Would you filter these records and copy every line that has the word "ChunkKey"?

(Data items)
[Start of section]

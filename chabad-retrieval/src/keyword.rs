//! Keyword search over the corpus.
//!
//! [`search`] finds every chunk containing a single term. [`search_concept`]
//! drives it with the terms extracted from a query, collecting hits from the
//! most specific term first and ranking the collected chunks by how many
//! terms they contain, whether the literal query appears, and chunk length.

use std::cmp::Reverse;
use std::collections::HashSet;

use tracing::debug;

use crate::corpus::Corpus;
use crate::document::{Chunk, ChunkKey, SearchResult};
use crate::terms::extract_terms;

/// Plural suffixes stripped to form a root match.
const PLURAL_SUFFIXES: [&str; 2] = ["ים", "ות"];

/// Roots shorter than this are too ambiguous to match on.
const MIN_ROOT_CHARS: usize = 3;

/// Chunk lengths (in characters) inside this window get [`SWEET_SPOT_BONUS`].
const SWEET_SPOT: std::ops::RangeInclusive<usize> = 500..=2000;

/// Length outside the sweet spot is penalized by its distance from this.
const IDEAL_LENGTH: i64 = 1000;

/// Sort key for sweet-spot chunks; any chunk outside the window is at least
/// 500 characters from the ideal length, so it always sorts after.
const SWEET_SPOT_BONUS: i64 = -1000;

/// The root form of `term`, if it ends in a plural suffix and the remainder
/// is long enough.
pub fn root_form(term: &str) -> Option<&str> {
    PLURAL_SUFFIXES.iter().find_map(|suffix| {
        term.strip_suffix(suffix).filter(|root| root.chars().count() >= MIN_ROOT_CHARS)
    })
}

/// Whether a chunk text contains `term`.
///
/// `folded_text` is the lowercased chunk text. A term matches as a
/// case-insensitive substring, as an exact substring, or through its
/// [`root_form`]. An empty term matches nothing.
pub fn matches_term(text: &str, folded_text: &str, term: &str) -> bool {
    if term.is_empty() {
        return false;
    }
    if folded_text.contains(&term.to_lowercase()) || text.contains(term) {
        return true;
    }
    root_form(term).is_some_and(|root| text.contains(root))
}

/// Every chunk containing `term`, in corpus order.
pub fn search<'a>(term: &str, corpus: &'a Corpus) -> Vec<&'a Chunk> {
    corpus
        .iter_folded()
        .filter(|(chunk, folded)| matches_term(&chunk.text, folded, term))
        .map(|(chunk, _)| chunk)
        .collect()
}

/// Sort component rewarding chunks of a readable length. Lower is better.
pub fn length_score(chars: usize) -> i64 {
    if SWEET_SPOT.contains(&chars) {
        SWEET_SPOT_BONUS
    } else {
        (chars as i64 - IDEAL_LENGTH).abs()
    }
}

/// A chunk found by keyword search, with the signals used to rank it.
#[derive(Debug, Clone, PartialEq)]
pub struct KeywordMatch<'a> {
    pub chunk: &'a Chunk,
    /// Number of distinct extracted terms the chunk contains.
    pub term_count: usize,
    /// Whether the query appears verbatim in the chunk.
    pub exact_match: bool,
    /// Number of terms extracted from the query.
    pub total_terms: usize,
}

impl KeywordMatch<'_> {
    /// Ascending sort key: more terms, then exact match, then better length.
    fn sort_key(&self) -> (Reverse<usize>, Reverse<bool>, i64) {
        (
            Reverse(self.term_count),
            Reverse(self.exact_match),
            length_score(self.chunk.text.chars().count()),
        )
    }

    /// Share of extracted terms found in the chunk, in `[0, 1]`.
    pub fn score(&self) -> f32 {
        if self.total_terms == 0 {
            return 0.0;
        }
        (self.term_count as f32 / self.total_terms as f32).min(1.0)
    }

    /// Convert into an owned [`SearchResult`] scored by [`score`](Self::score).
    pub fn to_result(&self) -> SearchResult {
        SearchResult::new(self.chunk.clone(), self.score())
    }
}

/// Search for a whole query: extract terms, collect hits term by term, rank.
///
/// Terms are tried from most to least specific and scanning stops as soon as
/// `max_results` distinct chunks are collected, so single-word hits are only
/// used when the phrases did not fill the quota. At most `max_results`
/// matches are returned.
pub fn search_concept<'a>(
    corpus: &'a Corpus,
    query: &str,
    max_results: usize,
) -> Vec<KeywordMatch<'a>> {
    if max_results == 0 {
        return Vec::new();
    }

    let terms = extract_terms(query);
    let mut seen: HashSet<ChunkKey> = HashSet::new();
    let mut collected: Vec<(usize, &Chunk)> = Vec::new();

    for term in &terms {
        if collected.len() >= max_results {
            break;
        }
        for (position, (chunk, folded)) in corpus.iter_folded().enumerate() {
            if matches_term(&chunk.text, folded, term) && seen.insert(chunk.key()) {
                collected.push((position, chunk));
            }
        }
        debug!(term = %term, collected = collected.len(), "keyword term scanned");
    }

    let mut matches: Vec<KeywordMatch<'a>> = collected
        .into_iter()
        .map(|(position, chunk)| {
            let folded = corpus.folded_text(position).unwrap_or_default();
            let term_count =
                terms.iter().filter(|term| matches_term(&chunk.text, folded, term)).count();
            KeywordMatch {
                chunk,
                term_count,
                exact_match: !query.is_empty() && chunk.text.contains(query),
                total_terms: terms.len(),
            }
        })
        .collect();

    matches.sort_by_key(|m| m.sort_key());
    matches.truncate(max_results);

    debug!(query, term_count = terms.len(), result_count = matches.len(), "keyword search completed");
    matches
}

[End of section]

_RESPONSE AREA_.
use crate::document::{Chunk, ChunkKey, SearchResult};
    let mut seen: HashSet<ChunkKey> = HashSet::new();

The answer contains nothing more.